In the face of these warnings, the privacy onslaught continues. Facebook provided applications access to addresses and phone numbers until a change was made in January 2011 to change privacy policies. As recently as March 10, 2011, Joel Stein, in an article written for Time, reported that three hours after he gave his name and e-mail address to Michael Fertik, the CEO of Reputation.com, Mr. Fertik called him back and read Mr. Stein’s social security number back to him. Similarly, Google Ads Preferences shows an individual’s interest in politics, foods, sports, purchases and any number of other individualized likes and dislikes. As Mr. Stein reported, Alliance Data (an enormous data-marketing firm in Texas) knew that Mr. Stein was, “a 39 year-old college-educated Jewish male who takes in at least $125,000 a year, makes most of his purchases online and spends an average of only $25 per item. Specifically, it knows that on January 24, 2004, I spent $46 on ‘low-ticket gifts and merchandise’ and ‘that on October 10, 2010, I spent $180 on intimate apparel. It knows about more than 100 purchases in between.’” Each of those pieces of information—rightly or wrongly—is sold for less than a penny to advertisers, which then deliver ads to the individual user.
So how can you guard against these invasions of privacy, whether you are a company or an individual? It takes a combination of computer discipline and knowledge of laws and regulations. For example, you (and your employees) can decide not to check “preferred” subjects offered by online search engines. Avoid placing personal private information and company-related information on social networking sites. Read—and perhaps opt out of—security agreements and licenses that include provisions that allow companies to share your information with affiliates or advertisers.
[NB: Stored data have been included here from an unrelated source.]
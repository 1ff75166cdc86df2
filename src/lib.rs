// src/lib.rs

//! README catalog extractor library.
//!
//! Turns the third-party server listing of a markdown README into a
//! validated line-delimited catalog and downloads each entry's icon.

pub mod error;
pub mod models;
pub mod parser;
pub mod pipeline;
pub mod schema;
pub mod services;
pub mod storage;
pub mod utils;
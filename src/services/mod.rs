//! Service layer for the catalog pipeline.
//!
//! This module contains the business logic for:
//! - Icon retrieval (`IconFetcher`) behind the `AssetFetcher` seam

mod icons;

pub use icons::{AssetFetcher, FetchedAsset, HttpAssetFetcher, IconFetcher, IconOutcome};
Change passwords frequently, and increase the level of security of your passwords by simply using upper and lower case letters.
Equally important, be familiar with both state and local laws. In most states, consumer protection rules by state commissions mirror federal law and prohibit the disclosure of CPNI (Customer Proprietary Network Information). For example, an end user’s name and phone number cannot be disclosed without consumer consent, a court order or an adjudicated decision. In California, federal lawsuits have recently been filed against companies that request zip codes at the time of in-store purchases. While technology has placed more pressure on maintaining personal information (or company proprietary information), common sense, good computer practices, and knowledge of your legal rights can help you or your company protect your identity and proprietary information.